Evaluation of SNPs and miRNAs in the BID, MAPK10, and AGER Genes Related to Alzheimer's Disease by Using In Silico Tools

Abstract

Alzheimer's disease (AD) is a multifactorial disease resulting from both genetic and environmental factors, which are pathologically defined by the accumulation of intracellular hyperphosphorylated tau protein, neurofibrils tangles, and extracellular amyloid β protein in the brain. The purpose of this study is to estimate the potentially damaging effects of missense single nucleotide polymorphisms (SNPs) in the BID, MAPK10 and AGER genes associated with AD using various in silico tools and to determine the effects of SNPs on miRNAs. In addition, it is aimed to determine the gene-gene and protein-protein interactions through various software tools. Consequently, it was estimated that there may be harmful effects of seven polymorphisms in the BID gene, twenty-seven in the MAPK10 gene and three in the AGER gene.
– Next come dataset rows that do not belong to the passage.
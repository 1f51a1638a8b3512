//! Partitioning of keys across cache nodes.
//!
//! Keys are placed with consistent hashing over virtual nodes:
//! - Every physical node owns many positions on a 64-bit ring
//! - Adding or removing a node only moves keys adjacent to its positions
//! - A replica set is the first `n` distinct nodes met walking clockwise
//!
//! # Architecture
//!
//! ```text
//! ┌─────────────────────────────────────────────────────────────┐
//! │                         HashRing                            │
//! │  ┌─────┐ ┌─────┐ ┌─────┐ ┌─────┐ ┌─────┐ ┌─────┐           │
//! │  │ A:0 │→│ B:3 │→│ C:1 │→│ A:7 │→│ B:0 │→│ C:5 │→ (wrap)   │
//! │  └─────┘ └─────┘ └─────┘ └─────┘ └─────┘ └─────┘           │
//! │                                                             │
//! │  "user1" → hash → first position ≥ hash → B (primary)       │
//! │                                         → C (replica)       │
//! └─────────────────────────────────────────────────────────────┘
//! ```
//!
//! # Example
//!
//! ```rust
//! use ringcache::partitioning::HashRing;
//! use ringcache::NodeId;
//!
//! let mut ring = HashRing::default();
//! for node in ["NodeA", "NodeB", "NodeC"] {
//!     ring.add_node(&NodeId::from(node), 64).unwrap();
//! }
//!
//! let replicas = ring.resolve_replica_set(b"user1", 2).unwrap();
//! assert_eq!(replicas.len(), 2);
//! assert_ne!(replicas[0], replicas[1]);
//! ```

mod hashring;
mod placement;

pub use hashring::{xxhash64, HashRing, RingHasher};
pub use placement::{RendezvousPlacement, ReplicaPlacement, RingWalkPlacement};
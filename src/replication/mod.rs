//! Replication across the nodes a key resolves to.

mod backing_store;
mod coordinator;

pub use backing_store::{BackingStore, MemoryBackingStore};
pub use coordinator::{ReadOutcome, RemoveOutcome, ReplicationCoordinator, WriteOutcome};
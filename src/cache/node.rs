//! The synchronous node abstraction the coordinator fans out to.
//!
//! In-process deployments use [`NodeCache`] directly. A networked deployment
//! puts an RPC client behind the same trait and maps transport failures to
//! [`NodeError`].

use super::node_cache::NodeCache;
use crate::error::NodeError;
use crate::types::CacheStats;
use bytes::Bytes;
use std::fmt::Debug;
use std::time::Duration;

/// A cache node that can be called synchronously.
pub trait CacheNode: Send + Sync + Debug + 'static {
    /// Look up a key. `Ok(None)` is a miss.
    fn get(&self, key: &str) -> Result<Option<Bytes>, NodeError>;

    /// Insert or update a key. `None` uses the node's default TTL.
    fn put(&self, key: &str, value: Bytes, ttl: Option<Duration>) -> Result<(), NodeError>;

    /// Look up a key without touching recency or statistics.
    fn peek(&self, key: &str) -> Result<Option<Bytes>, NodeError>;

    /// Store a key only when no live entry holds it. Returns whether the
    /// value was stored.
    ///
    /// Used for cache fills, which must never replace a newer write.
    fn fill(&self, key: &str, value: Bytes, ttl: Option<Duration>) -> Result<bool, NodeError>;

    /// Delete a key. Returns whether it was present.
    fn remove(&self, key: &str) -> Result<bool, NodeError>;

    /// Statistics of the node's cache.
    fn stats(&self) -> CacheStats;
}

impl CacheNode for NodeCache {
    fn get(&self, key: &str) -> Result<Option<Bytes>, NodeError> {
        Ok(NodeCache::get(self, key))
    }

    fn put(&self, key: &str, value: Bytes, ttl: Option<Duration>) -> Result<(), NodeError> {
        self.insert(key, value, ttl);
        Ok(())
    }

    fn peek(&self, key: &str) -> Result<Option<Bytes>, NodeError> {
        Ok(NodeCache::peek(self, key))
    }

    fn fill(&self, key: &str, value: Bytes, ttl: Option<Duration>) -> Result<bool, NodeError> {
        Ok(self.put_if_absent(key, value, ttl))
    }

    fn remove(&self, key: &str) -> Result<bool, NodeError> {
        Ok(NodeCache::remove(self, key))
    }

    fn stats(&self) -> CacheStats {
        NodeCache::stats(self)
    }
}

#[cfg(test)]
mod tests {
    use super::*;
    use std::sync::Arc;

    #[test]
    fn test_node_cache_behind_trait() {
        let node: Arc<dyn CacheNode> = Arc::new(NodeCache::new(2));

        node.put("a", Bytes::from("1"), None).unwrap();
        assert_eq!(node.get("a").unwrap(), Some(Bytes::from("1")));
        assert_eq!(node.peek("a").unwrap(), Some(Bytes::from("1")));
        assert!(!node.fill("a", Bytes::from("0"), None).unwrap());
        assert!(node.fill("b", Bytes::from("2"), None).unwrap());
        assert_eq!(node.peek("a").unwrap(), Some(Bytes::from("1")));
        assert!(node.remove("a").unwrap());
        assert!(!node.remove("a").unwrap());
        assert_eq!(node.stats().capacity, 2);
    }
}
It was obtained that some SNPs decrease the effectiveness of miRNA-mRNA binding, enhance, break, create a new binding zone and/or destroy the miRNA-mRNA binding zone in the BID and MAPK10 genes. miRNA-SNP analyses could not provide information on the AGER gene. In this study, SNPs in the BID, MAPK10, and AGER genes, which are estimated to be high-risk SNPs, will be able to provide data for future genotyping studies. SNPs that are estimated to be high-risk and SNPs that may have a role in miRNA- mRNA activity can be assessed as a priority in experimental studies related to AD. In the future, experimental studies are proposed to investigate the clinical effects of harmful/disease-related missense SNPs and SNPs affecting mRNA-miRNA interaction.